Look, yes, I get that this is a long string of tenuous in-jokes, but that's not exactly uncommon in Magic community around the World, is it? Chifley Cole is a member of the Melbourne Magic community going above and beyond in his community contributions alongside frequent Grand Prix finalist Maitland Cameron. Yes? Yes.
I chatted with Cole and Cameron about why Melbourne appears to have such strong community engagement.
"When I moved to Melbourne, it seemed to have this big Magic community, and that made me want to be a part of that, and contribute to that. Good communities tend to grow themselves, I think. I wrote an article for GASmtg and last year Maitland I and started the podcast, and it's just kept going," Cole explained.
"We like to talk about Magic," Cameron added, "a lot. So it made sense."
After trying his hand writing for GASmtg, Cole decided to try something a bit different, and ended up going old-school with the Fuelist.
"I was a bit worried about whether I could pull it off at first, but I googled 'fanzine printing' and surprisingly enough, I found a store that practically specialises in the printing the things. I'm really happy with how they turned out!"
If you're on site tomorrow, make sure you track Cole down and ask him for a copy. You'll be able to find him fighting it out in Day 2 alongside Cameron and their teammate and occasional This Machine Kills Netdeckers co-host Tim Hughes.
Making the Cut!
Sadly, not everyone can win when it comes to a Magic tournament – unless you count getting to hang out with your friends all weekends and play the best game in the World, which I do, so maybe they can! But anyway, after 9 rounds of brutal 3v3 Teams Action, our 284 teams have been cut down to just 62 who will come back tomorrow and build themselves some new Amonkhet Team Sealed decks.

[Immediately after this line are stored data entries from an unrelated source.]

//! Infrastructure layer: event persistence, projections, advisory runners.
//!
//! Everything here is tenant-aware plumbing around the domain crates. The
//! event store is the single source of truth; projections and read models
//! are disposable derivatives; advisory runners consume read models and
//! never write back into the domain.

pub mod advisor;
pub mod command_dispatcher;
pub mod event_store;
pub mod projections;
pub mod read_model;


pub use command_dispatcher::{CommandDispatcher, DispatchError};
pub use event_store::{
    EventFilter, EventQuery, EventQueryResult, EventStore, EventStoreError, InMemoryEventStore,
    Pagination, PostgresEventStore, StoredEvent, UncommittedEvent,
};
pub use read_model::{InMemoryTenantStore, PostgresStockStore, TenantStore};
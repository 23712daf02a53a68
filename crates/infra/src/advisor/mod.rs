//! Advisory runner adapters (background advice generation).
//!
//! These components re-run advisory jobs on a schedule or after projection
//! updates. Failures are isolated and must not impact command handling.

pub mod reorder_runner;

pub use reorder_runner::{
    AdviceSink, InMemoryAdviceSink, ReorderAdvisorRunner, ReorderAdvisorRunnerHandle,
};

Leading the field as we head into Sunday are Jarron Puszet, Dominic Z, and Karl Eyre with 25 points. Following closely behind on 24 points are three teams: the Keedle family (Warren, Dante, and Aramis); Danny Liao, Jing-Wei Zheng, and Brandon Wise; and Jason "Amaz" Chan, Aziz Riphat, and Justin Robb. There are plenty of other notable names among the rest of the teams playing tomorrow, but which of them will make it to the Top 4 to try their hands at Team Draft? We'll have to wait and see!